Task instructions:
Where does the word "stored" occur in the data below? Copy each line that holds it.

Given records:
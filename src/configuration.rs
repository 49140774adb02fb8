//! # Field Configurations
//!
//! The configuration objects resolved by the registry.
//!
//! ## Overview
//!
//! A field configuration is an immutable value built once from a
//! declarative rule: the declared storage type it targets, the field name
//! it was registered under (when registered by name), a flat attribute bag,
//! and the native runtime type it is bound to (for type-match entries).
//!
//! Concrete variants implement [`FieldConfiguration`] over a shared
//! [`ConfigurationBase`]; the indexing pipeline selects a variant once at
//! resolution time and holds it as `Arc<dyn FieldConfiguration>`. Variants
//! differ in the attribute validation they apply at construction; the
//! analyzed/stored behavior a variant controls downstream is owned by the
//! pipeline, not this crate.

use std::collections::BTreeMap;
use std::fmt;

use crate::error::{FieldMapError, Result};
use crate::native::NativeType;
use crate::rules::RuleSource;

/// Immutable data shared by every configuration variant.
#[derive(Debug, Clone, PartialEq)]
pub struct ConfigurationBase {
    field_name: Option<String>,
    type_identifier: Option<String>,
    bound_type: Option<NativeType>,
    attributes: BTreeMap<String, String>,
    source: RuleSource,
}

impl ConfigurationBase {
    pub fn new(
        field_name: Option<String>,
        bound_type: Option<NativeType>,
        type_identifier: Option<String>,
        attributes: BTreeMap<String, String>,
        source: RuleSource,
    ) -> Self {
        Self {
            field_name,
            type_identifier,
            bound_type,
            attributes,
            source,
        }
    }

    /// Field name this configuration was registered under, when registered
    /// by exact name.
    pub fn field_name(&self) -> Option<&str> {
        self.field_name.as_deref()
    }

    /// Declared storage type this configuration targets.
    pub fn type_identifier(&self) -> Option<&str> {
        self.type_identifier.as_deref()
    }

    /// Native runtime type this configuration is bound to, for type-match
    /// entries.
    pub fn bound_type(&self) -> Option<&NativeType> {
        self.bound_type.as_ref()
    }

    pub fn attributes(&self) -> &BTreeMap<String, String> {
        &self.attributes
    }

    pub fn attribute(&self, key: &str) -> Option<&str> {
        self.attributes.get(key).map(String::as_str)
    }

    /// Declarative rule this configuration was built from.
    pub fn source(&self) -> &RuleSource {
        &self.source
    }

    /// Identifying context for errors and log fields: the field name or
    /// type identifier, whichever the registration path supplied.
    pub fn target(&self) -> &str {
        self.field_name()
            .or_else(|| self.type_identifier())
            .or_else(|| self.bound_type.as_ref().map(NativeType::name))
            .unwrap_or("<unnamed>")
    }
}

/// A resolved field configuration.
///
/// Variants expose the shared data through [`base`](Self::base); the
/// delegating accessors exist so call sites never reach through the base
/// explicitly.
pub trait FieldConfiguration: fmt::Debug + Send + Sync {
    /// Shared configuration data.
    fn base(&self) -> &ConfigurationBase;

    /// Name of the concrete variant, matching the factory type it is
    /// registered under.
    fn variant(&self) -> &str;

    fn field_name(&self) -> Option<&str> {
        self.base().field_name()
    }

    fn type_identifier(&self) -> Option<&str> {
        self.base().type_identifier()
    }

    fn bound_type(&self) -> Option<&NativeType> {
        self.base().bound_type()
    }

    fn attributes(&self) -> &BTreeMap<String, String> {
        self.base().attributes()
    }

    fn attribute(&self, key: &str) -> Option<&str> {
        self.base().attribute(key)
    }
}

/// Attribute-bag-only configuration.
///
/// Also the bare override inserted when a field-by-name rule names no
/// factory type at all.
#[derive(Debug, Clone)]
pub struct GenericFieldConfiguration {
    base: ConfigurationBase,
}

impl GenericFieldConfiguration {
    pub const VARIANT: &'static str = "generic";

    pub fn new(base: ConfigurationBase) -> Self {
        Self { base }
    }

    /// Bare configuration carrying only attributes.
    pub fn with_attributes(attributes: BTreeMap<String, String>) -> Self {
        Self {
            base: ConfigurationBase::new(None, None, None, attributes, RuleSource::default()),
        }
    }
}

impl FieldConfiguration for GenericFieldConfiguration {
    fn base(&self) -> &ConfigurationBase {
        &self.base
    }

    fn variant(&self) -> &str {
        Self::VARIANT
    }
}

/// Configuration for analyzed text fields.
///
/// Validates at construction that any `boost` attribute parses as a
/// finite, positive float.
#[derive(Debug, Clone)]
pub struct TextFieldConfiguration {
    base: ConfigurationBase,
    boost: f32,
}

impl TextFieldConfiguration {
    pub const VARIANT: &'static str = "text";

    pub fn new(base: ConfigurationBase) -> Result<Self> {
        let boost = match base.attribute("boost") {
            None => 1.0,
            Some(raw) => match raw.parse::<f32>() {
                Ok(value) if value.is_finite() && value > 0.0 => value,
                _ => {
                    return Err(FieldMapError::ConstructionError {
                        factory_type: Self::VARIANT.to_string(),
                        target: base.target().to_string(),
                        reason: format!("boost '{raw}' is not a positive finite number"),
                    })
                }
            },
        };
        Ok(Self { base, boost })
    }

    pub fn boost(&self) -> f32 {
        self.boost
    }
}

impl FieldConfiguration for TextFieldConfiguration {
    fn base(&self) -> &ConfigurationBase {
        &self.base
    }

    fn variant(&self) -> &str {
        Self::VARIANT
    }
}

/// Configuration for date/time fields.
///
/// Validates at construction that any `format` attribute is non-empty.
#[derive(Debug, Clone)]
pub struct DateFieldConfiguration {
    base: ConfigurationBase,
    format: Option<String>,
}

impl DateFieldConfiguration {
    pub const VARIANT: &'static str = "date";

    pub fn new(base: ConfigurationBase) -> Result<Self> {
        let format = match base.attribute("format") {
            None => None,
            Some("") => {
                return Err(FieldMapError::ConstructionError {
                    factory_type: Self::VARIANT.to_string(),
                    target: base.target().to_string(),
                    reason: "format attribute is empty".to_string(),
                })
            }
            Some(fmt) => Some(fmt.to_string()),
        };
        Ok(Self { base, format })
    }

    pub fn format(&self) -> Option<&str> {
        self.format.as_deref()
    }
}

impl FieldConfiguration for DateFieldConfiguration {
    fn base(&self) -> &ConfigurationBase {
        &self.base
    }

    fn variant(&self) -> &str {
        Self::VARIANT
    }
}

#[cfg(test)]
mod tests {
    use super::*;

    fn base_with(attributes: &[(&str, &str)]) -> ConfigurationBase {
        let attributes = attributes
            .iter()
            .map(|(k, v)| (k.to_string(), v.to_string()))
            .collect();
        ConfigurationBase::new(
            Some("title".to_string()),
            None,
            None,
            attributes,
            RuleSource::default(),
        )
    }

    #[test]
    fn test_base_accessors() {
        let base = base_with(&[("boost", "2.0")]);
        assert_eq!(base.field_name(), Some("title"));
        assert_eq!(base.attribute("boost"), Some("2.0"));
        assert_eq!(base.attribute("missing"), None);
        assert_eq!(base.target(), "title");
    }

    #[test]
    fn test_generic_bare_override() {
        let config = GenericFieldConfiguration::with_attributes(
            [("stored".to_string(), "true".to_string())].into(),
        );
        assert_eq!(config.variant(), "generic");
        assert_eq!(config.attribute("stored"), Some("true"));
        assert!(config.field_name().is_none());
        assert!(config.type_identifier().is_none());
    }

    #[test]
    fn test_text_default_boost() {
        let config = TextFieldConfiguration::new(base_with(&[])).unwrap();
        assert_eq!(config.boost(), 1.0);
    }

    #[test]
    fn test_text_parses_boost() {
        let config = TextFieldConfiguration::new(base_with(&[("boost", "2.5")])).unwrap();
        assert_eq!(config.boost(), 2.5);
    }

    #[test]
    fn test_text_rejects_bad_boost() {
        for bad in ["abc", "-1", "0", "inf", "NaN"] {
            let err = TextFieldConfiguration::new(base_with(&[("boost", bad)])).unwrap_err();
            match err {
                FieldMapError::ConstructionError { target, .. } => assert_eq!(target, "title"),
                other => panic!("expected ConstructionError, got {other:?}"),
            }
        }
    }

    #[test]
    fn test_date_rejects_empty_format() {
        assert!(DateFieldConfiguration::new(base_with(&[("format", "")])).is_err());
        let config = DateFieldConfiguration::new(base_with(&[("format", "%Y-%m-%d")])).unwrap();
        assert_eq!(config.format(), Some("%Y-%m-%d"));
    }
}
//! Field descriptors: the indexing pipeline's view of a document field.

use crate::native::NativeType;

/// Read-only description of a data field about to be indexed.
///
/// Implemented by the indexing pipeline's own field representations; the
/// registry only ever reads through this trait.
pub trait IndexableField {
    /// Field name. May be empty for anonymous/computed fields.
    fn name(&self) -> &str;

    /// Declared storage/type identifier (distinct from the native type).
    fn type_key(&self) -> &str;

    /// Native runtime type of the field value, when known.
    fn native_type(&self) -> Option<&NativeType>;
}

/// Owned [`IndexableField`] implementation for callers that build field
/// descriptions by hand.
#[derive(Debug, Clone)]
pub struct FieldDescriptor {
    name: String,
    type_key: String,
    native_type: Option<NativeType>,
}

impl FieldDescriptor {
    pub fn new(name: impl Into<String>, type_key: impl Into<String>) -> Self {
        Self {
            name: name.into(),
            type_key: type_key.into(),
            native_type: None,
        }
    }

    pub fn with_native_type(mut self, native_type: NativeType) -> Self {
        self.native_type = Some(native_type);
        self
    }
}

impl IndexableField for FieldDescriptor {
    fn name(&self) -> &str {
        &self.name
    }

    fn type_key(&self) -> &str {
        &self.type_key
    }

    fn native_type(&self) -> Option<&NativeType> {
        self.native_type.as_ref()
    }
}

#[cfg(test)]
mod tests {
    use super::*;

    #[test]
    fn test_descriptor_defaults() {
        let field = FieldDescriptor::new("title", "string");
        assert_eq!(field.name(), "title");
        assert_eq!(field.type_key(), "string");
        assert!(field.native_type().is_none());
    }

    #[test]
    fn test_descriptor_with_native_type() {
        let native = NativeType::of::<String>("system.string");
        let field = FieldDescriptor::new("title", "string").with_native_type(native.clone());
        assert_eq!(field.native_type(), Some(&native));
    }
}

Solution below:
//! analyzed/stored behavior a variant controls downstream is owned by the
            [("stored".to_string(), "true".to_string())].into(),
        assert_eq!(config.attribute("stored"), Some("true"));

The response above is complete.